Pentagon officials have long said that strides in artificial intelligence technology could revolutionize the future of warfare. With major efforts such as Project Maven--which developed platforms to analyze reams of drone footage--already under its belt, the department is taking concrete steps to further streamline AI into various facets of the department including warfighting and its business practices.
In February, the Defense Department released a new document, "Summary of the 2018 Department of Defense Artificial Intelligence Strategy: Harnessing AI to Advance Our Security and Prosperity." The strategy is meant to drive urgency, scale and unity of effort as the services pursue the technology.
"AI is poised to transform every industry and is expected to impact every corner of the [Defense] Department, spanning operations, training, sustainment, force protection, recruiting, health care and many others," the summary said. "With the application of AI to defense, we have an opportunity to improve support for and protection of U.S. service members, safeguard our citizens, defend our allies and partners and improve the affordability and speed of our operations."
The new strategy comes as nations such as Russia and China--which the Pentagon considers peer competitors--are making investments in artificial intelligence including for applications that raise questions regarding international norms and human rights, the report noted.
"These investments threaten to erode our technological and operational advantages and destabilize the free and open international order," it warned.

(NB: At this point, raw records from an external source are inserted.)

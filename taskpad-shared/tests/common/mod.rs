#![allow(dead_code)]

/// Common test utilities for integration tests
///
/// Every context runs against a fresh [`InMemoryBackend`]. A second client
/// for the same backend (another user on another device) can be created
/// with [`TestContext::other_client`].

use std::sync::{Arc, Mutex};

use taskpad_shared::backend::InMemoryBackend;
use taskpad_shared::models::{SessionEvent, SessionEventKind};
use taskpad_shared::repository::TaskRepository;
use taskpad_shared::session::{SessionManager, Subscription};

pub const PASSWORD: &str = "correct-horse";

/// Test context containing one client wired to a shared backend
pub struct TestContext {
    pub backend: Arc<InMemoryBackend>,
    pub session: Arc<SessionManager>,
    pub tasks: TaskRepository,
}

impl TestContext {
    /// Creates a context on a backend that signs users in at registration
    pub async fn new() -> Self {
        Self::with_backend(Arc::new(InMemoryBackend::new())).await
    }

    /// Creates a context on a backend that requires email verification
    pub async fn with_email_confirmation() -> Self {
        Self::with_backend(Arc::new(InMemoryBackend::new().with_email_confirmation())).await
    }

    pub async fn with_backend(backend: Arc<InMemoryBackend>) -> Self {
        let session = SessionManager::start(backend.clone()).await;
        let tasks = TaskRepository::new(backend.clone(), session.clone());

        TestContext {
            backend,
            session,
            tasks,
        }
    }

    /// Creates a context already signed in as `email`
    pub async fn signed_in(email: &str) -> anyhow::Result<Self> {
        let ctx = Self::new().await;
        ctx.session.sign_up(email, PASSWORD).await?;
        Ok(ctx)
    }

    /// Another client on the same backend, starting signed out
    pub async fn other_client(&self) -> Self {
        self.backend.forget_session();
        Self::with_backend(self.backend.clone()).await
    }
}

impl Drop for TestContext {
    fn drop(&mut self) {
        self.session.shutdown();
    }
}

/// Records every session event delivered to a listener
pub struct EventLog {
    events: Arc<Mutex<Vec<SessionEvent>>>,
    _subscription: Subscription,
}

impl EventLog {
    pub fn attach(session: &SessionManager) -> Self {
        let events = Arc::new(Mutex::new(Vec::new()));
        let sink = events.clone();
        let subscription = session.subscribe(move |event| {
            sink.lock().unwrap().push(event.clone());
        });

        EventLog {
            events,
            _subscription: subscription,
        }
    }

    pub fn events(&self) -> Vec<SessionEvent> {
        self.events.lock().unwrap().clone()
    }

    pub fn kinds(&self) -> Vec<SessionEventKind> {
        self.events().into_iter().map(|e| e.kind).collect()
    }
}

/// Helper to wait for condition with timeout
pub async fn wait_for<F>(condition: F, timeout_ms: u64) -> anyhow::Result<()>
where
    F: Fn() -> bool,
{
    let start = std::time::Instant::now();
    let timeout = std::time::Duration::from_millis(timeout_ms);

    loop {
        if condition() {
            return Ok(());
        }

        if start.elapsed() > timeout {
            anyhow::bail!("Condition not met within {} ms", timeout_ms);
        }

        tokio::time::sleep(std::time::Duration::from_millis(10)).await;
    }
}
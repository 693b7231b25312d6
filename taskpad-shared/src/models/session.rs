/// Session snapshot handed to UI code
///
/// # State Machine
///
/// ```text
/// unauthenticated → loading → authenticated
///                   loading → unauthenticated
/// authenticated → unauthenticated
/// authenticated → authenticated   (token refresh, user update)
/// ```

use serde::{Deserialize, Serialize};
use std::fmt;
use uuid::Uuid;

use super::user::User;

/// Authentication status
#[derive(Debug, Clone, Copy, PartialEq, Eq, Serialize, Deserialize)]
#[serde(rename_all = "lowercase")]
pub enum SessionStatus {
    /// Nobody is signed in
    Unauthenticated,

    /// A session lookup or sign-in is in flight
    Loading,

    /// A user is signed in
    Authenticated,
}

impl SessionStatus {
    pub fn as_str(&self) -> &'static str {
        match self {
            SessionStatus::Unauthenticated => "unauthenticated",
            SessionStatus::Loading => "loading",
            SessionStatus::Authenticated => "authenticated",
        }
    }

    /// Checks if transition to target status is valid
    pub fn can_transition_to(&self, target: SessionStatus) -> bool {
        match (self, target) {
            (SessionStatus::Unauthenticated, SessionStatus::Loading) => true,

            (SessionStatus::Loading, SessionStatus::Authenticated) => true,
            (SessionStatus::Loading, SessionStatus::Unauthenticated) => true,

            (SessionStatus::Authenticated, SessionStatus::Unauthenticated) => true,
            (SessionStatus::Authenticated, SessionStatus::Authenticated) => true,

            _ => false,
        }
    }
}

impl fmt::Display for SessionStatus {
    fn fmt(&self, f: &mut fmt::Formatter<'_>) -> fmt::Result {
        f.write_str(self.as_str())
    }
}

/// Current authentication state
#[derive(Debug, Clone, PartialEq, Eq, Serialize, Deserialize)]
pub struct Session {
    /// Signed-in user, if any
    pub user: Option<User>,

    /// Authentication status
    pub status: SessionStatus,
}

impl Session {
    /// Session at application start, before resolution
    pub fn loading() -> Self {
        Session {
            user: None,
            status: SessionStatus::Loading,
        }
    }

    pub fn unauthenticated() -> Self {
        Session {
            user: None,
            status: SessionStatus::Unauthenticated,
        }
    }

    pub fn authenticated(user: User) -> Self {
        Session {
            user: Some(user),
            status: SessionStatus::Authenticated,
        }
    }

    /// A registered identity still waiting on email verification
    pub fn pending_verification(user: User) -> Self {
        Session {
            user: Some(user),
            status: SessionStatus::Unauthenticated,
        }
    }

    pub fn is_authenticated(&self) -> bool {
        self.status == SessionStatus::Authenticated
    }

    pub fn is_loading(&self) -> bool {
        self.status == SessionStatus::Loading
    }

    /// ID of the signed-in user
    pub fn user_id(&self) -> Option<Uuid> {
        if self.is_authenticated() {
            self.user.as_ref().map(|u| u.id)
        } else {
            None
        }
    }
}

/// Kind of session transition
#[derive(Debug, Clone, Copy, PartialEq, Eq, Serialize, Deserialize)]
#[serde(rename_all = "snake_case")]
pub enum SessionEventKind {
    /// Entered the loading state
    Loading,

    /// Startup resolution finished
    InitialSession,

    /// A user signed in
    SignedIn,

    /// The user signed out
    SignedOut,

    /// The bearer credential was replaced
    TokenRefreshed,

    /// The user record changed
    UserUpdated,
}

impl fmt::Display for SessionEventKind {
    fn fmt(&self, f: &mut fmt::Formatter<'_>) -> fmt::Result {
        match self {
            SessionEventKind::Loading => write!(f, "loading"),
            SessionEventKind::InitialSession => write!(f, "initial_session"),
            SessionEventKind::SignedIn => write!(f, "signed_in"),
            SessionEventKind::SignedOut => write!(f, "signed_out"),
            SessionEventKind::TokenRefreshed => write!(f, "token_refreshed"),
            SessionEventKind::UserUpdated => write!(f, "user_updated"),
        }
    }
}

/// Notification delivered to session listeners
#[derive(Debug, Clone, PartialEq, Eq)]
pub struct SessionEvent {
    pub kind: SessionEventKind,

    /// Snapshot after the transition was applied
    pub session: Session,
}

#[cfg(test)]
mod tests {
    use super::*;

    fn user() -> User {
        User {
            id: Uuid::new_v4(),
            email: "alice@example.com".to_string(),
            email_confirmed_at: None,
        }
    }

    #[test]
    fn test_status_as_str() {
        assert_eq!(SessionStatus::Unauthenticated.as_str(), "unauthenticated");
        assert_eq!(SessionStatus::Loading.as_str(), "loading");
        assert_eq!(SessionStatus::Authenticated.as_str(), "authenticated");
    }

    #[test]
    fn test_status_transitions() {
        use SessionStatus::*;

        assert!(Unauthenticated.can_transition_to(Loading));
        assert!(Loading.can_transition_to(Authenticated));
        assert!(Loading.can_transition_to(Unauthenticated));
        assert!(Authenticated.can_transition_to(Unauthenticated));
        assert!(Authenticated.can_transition_to(Authenticated));

        assert!(!Unauthenticated.can_transition_to(Authenticated));
        assert!(!Unauthenticated.can_transition_to(Unauthenticated));
        assert!(!Authenticated.can_transition_to(Loading));
        assert!(!Loading.can_transition_to(Loading));
    }

    #[test]
    fn test_user_id_only_when_authenticated() {
        let u = user();
        assert_eq!(Session::authenticated(u.clone()).user_id(), Some(u.id));
        assert_eq!(Session::pending_verification(u).user_id(), None);
        assert_eq!(Session::loading().user_id(), None);
    }

    #[test]
    fn test_event_kind_display() {
        assert_eq!(SessionEventKind::SignedIn.to_string(), "signed_in");
        assert_eq!(SessionEventKind::TokenRefreshed.to_string(), "token_refreshed");
        assert_eq!(SessionEventKind::InitialSession.to_string(), "initial_session");
    }
}
/// Error types for the session and task layers
///
/// Both components return typed results. Backend failures arrive as
/// [`BackendError`] and are mapped onto the domain errors here, so callers
/// only ever match on [`AuthError`] or [`RepoError`]. Every variant renders
/// a non-empty message suitable for showing to the user.
///
/// # Example
///
/// ```
/// use taskpad_shared::error::{RepoError, ValidationErrorDetail};
///
/// let err = RepoError::Validation(vec![ValidationErrorDetail::new(
///     "title",
///     "Task title is required",
/// )]);
/// assert_eq!(err.to_string(), "Task title is required");
/// ```

use serde::{Deserialize, Serialize};
use uuid::Uuid;

use crate::backend::BackendError;

/// Session manager result type alias
pub type AuthResult<T> = Result<T, AuthError>;

/// Task repository result type alias
pub type RepoResult<T> = Result<T, RepoError>;

/// Validation error detail
#[derive(Debug, Clone, PartialEq, Eq, Serialize, Deserialize)]
pub struct ValidationErrorDetail {
    /// Field that failed validation
    pub field: String,

    /// Error message
    pub message: String,
}

impl ValidationErrorDetail {
    pub fn new(field: impl Into<String>, message: impl Into<String>) -> Self {
        ValidationErrorDetail {
            field: field.into(),
            message: message.into(),
        }
    }
}

/// Authentication errors
#[derive(Debug, Clone, PartialEq, Eq, thiserror::Error)]
pub enum AuthError {
    /// Email/password pair was not accepted
    #[error("Invalid email or password")]
    InvalidCredentials,

    /// No user is signed in
    #[error("User not authenticated")]
    NoActiveSession,

    /// The bearer credential is no longer accepted
    #[error("Session expired, please sign in again")]
    SessionExpired,

    /// The provider refused the request (e.g. email already registered)
    #[error("{0}")]
    Rejected(String),

    /// Transport failure
    #[error("Network error: {0}")]
    Network(String),

    /// Unexpected provider failure, surfaced verbatim
    #[error("Authentication failed: {0}")]
    Backend(String),
}

/// Task repository errors
#[derive(Debug, Clone, PartialEq, Eq, thiserror::Error)]
pub enum RepoError {
    /// Authentication problem (no session, expired session)
    #[error("{0}")]
    Auth(#[from] AuthError),

    /// Input rejected locally, before any network call
    #[error("{}", join_messages(.0))]
    Validation(Vec<ValidationErrorDetail>),

    /// Task does not exist or is not owned by the caller
    #[error("{}", not_found_message(.0))]
    NotFound(Option<Uuid>),

    /// Backend refused the write on ownership grounds
    #[error("Not allowed: {0}")]
    Forbidden(String),

    /// Transport failure
    #[error("Network error: {0}")]
    Network(String),

    /// Unexpected backend failure, surfaced verbatim
    #[error("Backend error: {0}")]
    Backend(String),
}

impl RepoError {
    /// Returns true for local validation failures
    pub fn is_validation(&self) -> bool {
        matches!(self, RepoError::Validation(_))
    }

    /// Returns true when the referenced task is missing or foreign
    pub fn is_not_found_or_forbidden(&self) -> bool {
        matches!(self, RepoError::NotFound(_) | RepoError::Forbidden(_))
    }
}

fn join_messages(details: &[ValidationErrorDetail]) -> String {
    if details.is_empty() {
        return "Validation failed".to_string();
    }
    details
        .iter()
        .map(|d| d.message.as_str())
        .collect::<Vec<_>>()
        .join("; ")
}

fn not_found_message(id: &Option<Uuid>) -> String {
    match id {
        Some(id) => format!("Task not found: {}", id),
        None => "Task not found".to_string(),
    }
}

/// Convert backend errors raised by auth endpoints
impl From<BackendError> for AuthError {
    fn from(err: BackendError) -> Self {
        match err {
            BackendError::InvalidCredentials => AuthError::InvalidCredentials,
            BackendError::Unauthorized(_) => AuthError::SessionExpired,
            BackendError::Forbidden(msg)
            | BackendError::Conflict(msg)
            | BackendError::Rejected(msg) => AuthError::Rejected(msg),
            BackendError::Network(msg) => AuthError::Network(msg),
            BackendError::NotFound(msg) | BackendError::Decode(msg) => AuthError::Backend(msg),
            BackendError::Unexpected { status, message } => {
                AuthError::Backend(format!("{} ({})", message, status))
            }
        }
    }
}

/// Convert backend errors raised by data endpoints
impl From<BackendError> for RepoError {
    fn from(err: BackendError) -> Self {
        match err {
            BackendError::InvalidCredentials | BackendError::Unauthorized(_) => {
                RepoError::Auth(AuthError::SessionExpired)
            }
            BackendError::Forbidden(msg) => RepoError::Forbidden(msg),
            BackendError::NotFound(_) => RepoError::NotFound(None),
            BackendError::Rejected(msg) => {
                RepoError::Validation(vec![ValidationErrorDetail::new("task", msg)])
            }
            BackendError::Network(msg) => RepoError::Network(msg),
            BackendError::Conflict(msg) | BackendError::Decode(msg) => RepoError::Backend(msg),
            BackendError::Unexpected { status, message } => {
                RepoError::Backend(format!("{} ({})", message, status))
            }
        }
    }
}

A recent report by the Center for a New American Security, "Understanding China's AI Strategy: Clues to Chinese Strategic Thinking on Artificial Intelligence and National Security," found that China's government and industry already believe they have closed the gap with the United States in research and development and commercial products.
"China now sees AI as 'a race of two giants,' between itself and the United States," the report, authored by Gregory C. Allen, said. The country's ministry of national defense has already established two major new research organizations focused on developing capabilities, it added.
The two Beijing-based organizations--the Unmanned Systems Research Center and the Artificial Intelligence Research Center--will be nestled under the National Innovation Institute of Defense Technology, the report said.
The organizations were created in early...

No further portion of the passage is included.